Source data
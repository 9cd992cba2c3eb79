use std::env;

use log::*;
use retail_adapters::{BootsConfig, RainforestConfig};
use skinmatch_engine::{
    ingredients::DEFAULT_FUZZY_THRESHOLD,
    verification::VerifyOptions,
    MatchOptions,
};

const DEFAULT_SMG_HOST: &str = "127.0.0.1";
const DEFAULT_SMG_PORT: u16 = 8380;

/// Server configuration, read from `SMG_*` environment variables with logged fallbacks.
#[derive(Clone, Debug)]
pub struct ServerConfig {
    pub host: String,
    pub port: u16,
    pub database_url: String,
    /// Countries the deployment serves, e.g. `GB,US`.
    pub country_whitelist: Vec<String>,
    pub default_currency: String,
    /// How many top-scored candidates are live-verified per request.
    pub top_n_live_check: usize,
    /// Minimum similarity (0–100) for a fuzzy ingredient match.
    pub fuzzy_match_threshold: f64,
    pub rainforest: RainforestConfig,
    pub boots: BootsConfig,
}

impl Default for ServerConfig {
    fn default() -> Self {
        Self {
            host: DEFAULT_SMG_HOST.to_string(),
            port: DEFAULT_SMG_PORT,
            database_url: String::default(),
            country_whitelist: vec!["GB".to_string()],
            default_currency: "GBP".to_string(),
            top_n_live_check: VerifyOptions::default().top_n,
            fuzzy_match_threshold: DEFAULT_FUZZY_THRESHOLD,
            rainforest: RainforestConfig::default(),
            boots: BootsConfig::default(),
        }
    }
}

impl ServerConfig {
    pub fn new(host: &str, port: u16) -> Self {
        Self { host: host.to_string(), port, ..Default::default() }
    }

    pub fn from_env_or_default() -> Self {
        let defaults = ServerConfig::default();
        let host = env::var("SMG_HOST").ok().unwrap_or_else(|| DEFAULT_SMG_HOST.into());
        let port = env::var("SMG_PORT")
            .map(|s| {
                s.parse::<u16>().unwrap_or_else(|e| {
                    error!(
                        "🪛️ {s} is not a valid port for SMG_PORT. {e} Using the default, {DEFAULT_SMG_PORT}, instead."
                    );
                    DEFAULT_SMG_PORT
                })
            })
            .ok()
            .unwrap_or(DEFAULT_SMG_PORT);
        let database_url = skinmatch_engine::db_url();
        let country_whitelist = env::var("SMG_COUNTRY_WHITELIST")
            .map(|s| s.split(',').map(|c| c.trim().to_uppercase()).filter(|c| !c.is_empty()).collect::<Vec<_>>())
            .ok()
            .filter(|list| !list.is_empty())
            .unwrap_or_else(|| {
                info!("🪛️ SMG_COUNTRY_WHITELIST not set, serving GB only");
                defaults.country_whitelist.clone()
            });
        let default_currency = env::var("SMG_DEFAULT_CURRENCY").ok().unwrap_or_else(|| {
            info!("🪛️ SMG_DEFAULT_CURRENCY not set, using GBP");
            defaults.default_currency.clone()
        });
        let top_n_live_check = env::var("SMG_TOP_N_LIVE_CHECK")
            .ok()
            .and_then(|s| {
                s.parse::<usize>()
                    .map_err(|e| {
                        error!(
                            "🪛️ {s} is not a valid value for SMG_TOP_N_LIVE_CHECK. {e} Using the default, {}, instead.",
                            defaults.top_n_live_check
                        );
                    })
                    .ok()
            })
            .unwrap_or(defaults.top_n_live_check);
        let fuzzy_match_threshold = env::var("SMG_FUZZY_MATCH_THRESHOLD")
            .ok()
            .and_then(|s| {
                s.parse::<f64>()
                    .map_err(|e| {
                        error!(
                            "🪛️ {s} is not a valid value for SMG_FUZZY_MATCH_THRESHOLD. {e} Using the default, \
                             {DEFAULT_FUZZY_THRESHOLD}, instead."
                        );
                    })
                    .ok()
            })
            .unwrap_or(DEFAULT_FUZZY_THRESHOLD);
        Self {
            host,
            port,
            database_url,
            country_whitelist,
            default_currency,
            top_n_live_check,
            fuzzy_match_threshold,
            rainforest: RainforestConfig::from_env_or_default(),
            boots: BootsConfig::from_env_or_default(),
        }
    }

    /// Engine-level request policy derived from this configuration.
    pub fn match_options(&self) -> MatchOptions {
        MatchOptions {
            country_whitelist: self.country_whitelist.clone(),
            default_currency: self.default_currency.clone(),
            ..Default::default()
        }
    }

    /// Verification tunables derived from this configuration. The adapter-level timeout doubles
    /// as the per-call budget; the fan-out deadline adds a fixed buffer on top.
    pub fn verify_options(&self) -> VerifyOptions {
        let live_check_timeout = self.rainforest.timeout.max(self.boots.timeout);
        VerifyOptions { top_n: self.top_n_live_check, live_check_timeout, ..Default::default() }
    }
}
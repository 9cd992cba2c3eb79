use std::time::Duration;

use skinmatch_engine::traits::AdapterError;
use tokio::{
    sync::{Mutex, Semaphore, SemaphorePermit},
    time::Instant,
};

/// Per-adapter request pacing: a concurrency ceiling plus a minimum interval between request
/// starts.
///
/// Each adapter instance owns one of these exclusively. The spacing lock is held while waiting
/// out the interval, so request starts are serialized at least `min_interval` apart even when
/// several permits are free.
pub struct RequestThrottle {
    semaphore: Semaphore,
    last_request: Mutex<Option<Instant>>,
    min_interval: Duration,
}

impl RequestThrottle {
    pub fn new(max_concurrent: usize, min_interval: Duration) -> Self {
        Self {
            semaphore: Semaphore::new(max_concurrent),
            last_request: Mutex::new(None),
            min_interval,
        }
    }

    /// Waits for a free slot and for the minimum inter-request spacing, then returns the permit.
    /// Hold the permit for the duration of the request.
    pub async fn acquire(&self) -> Result<SemaphorePermit<'_>, AdapterError> {
        let permit = self.semaphore.acquire().await.map_err(|e| AdapterError::Throttle(e.to_string()))?;
        let mut last = self.last_request.lock().await;
        if let Some(previous) = *last {
            let since = previous.elapsed();
            if since < self.min_interval {
                tokio::time::sleep(self.min_interval - since).await;
            }
        }
        *last = Some(Instant::now());
        drop(last);
        Ok(permit)
    }
}

#[cfg(test)]
mod test {
    use std::sync::{
        atomic::{AtomicUsize, Ordering},
        Arc,
    };

    use super::*;

    #[tokio::test(start_paused = true)]
    async fn requests_are_spaced_by_the_minimum_interval() {
        let throttle = RequestThrottle::new(5, Duration::from_millis(200));
        let started = Instant::now();
        for _ in 0..3 {
            let _permit = throttle.acquire().await.unwrap();
        }
        // First request is immediate; the next two each wait out the interval.
        assert!(started.elapsed() >= Duration::from_millis(400));
    }

    #[tokio::test]
    async fn concurrency_ceiling_is_enforced() {
        let throttle = Arc::new(RequestThrottle::new(2, Duration::ZERO));
        let in_flight = Arc::new(AtomicUsize::new(0));
        let peak = Arc::new(AtomicUsize::new(0));
        let mut handles = Vec::new();
        for _ in 0..8 {
            let throttle = Arc::clone(&throttle);
            let in_flight = Arc::clone(&in_flight);
            let peak = Arc::clone(&peak);
            handles.push(tokio::spawn(async move {
                let _permit = throttle.acquire().await.unwrap();
                let current = in_flight.fetch_add(1, Ordering::SeqCst) + 1;
                peak.fetch_max(current, Ordering::SeqCst);
                tokio::time::sleep(Duration::from_millis(10)).await;
                in_flight.fetch_sub(1, Ordering::SeqCst);
            }));
        }
        for handle in handles {
            handle.await.unwrap();
        }
        assert!(peak.load(Ordering::SeqCst) <= 2, "more than two requests were in flight");
    }
}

WORK REQUEST → Only the lines from the first line of the records through the one containing "const DEFAULT_SMG_PORT: u16 = 8380;" should be reproduced, exactly, with both of them included.

RESULT →
repository 9cd992cba2c3eb79
use std::env;

use log::*;
use retail_adapters::{BootsConfig, RainforestConfig};
use skinmatch_engine::{
    ingredients::DEFAULT_FUZZY_THRESHOLD,
    verification::VerifyOptions,
    MatchOptions,
};

const DEFAULT_SMG_HOST: &str = "127.0.0.1";
const DEFAULT_SMG_PORT: u16 = 8380;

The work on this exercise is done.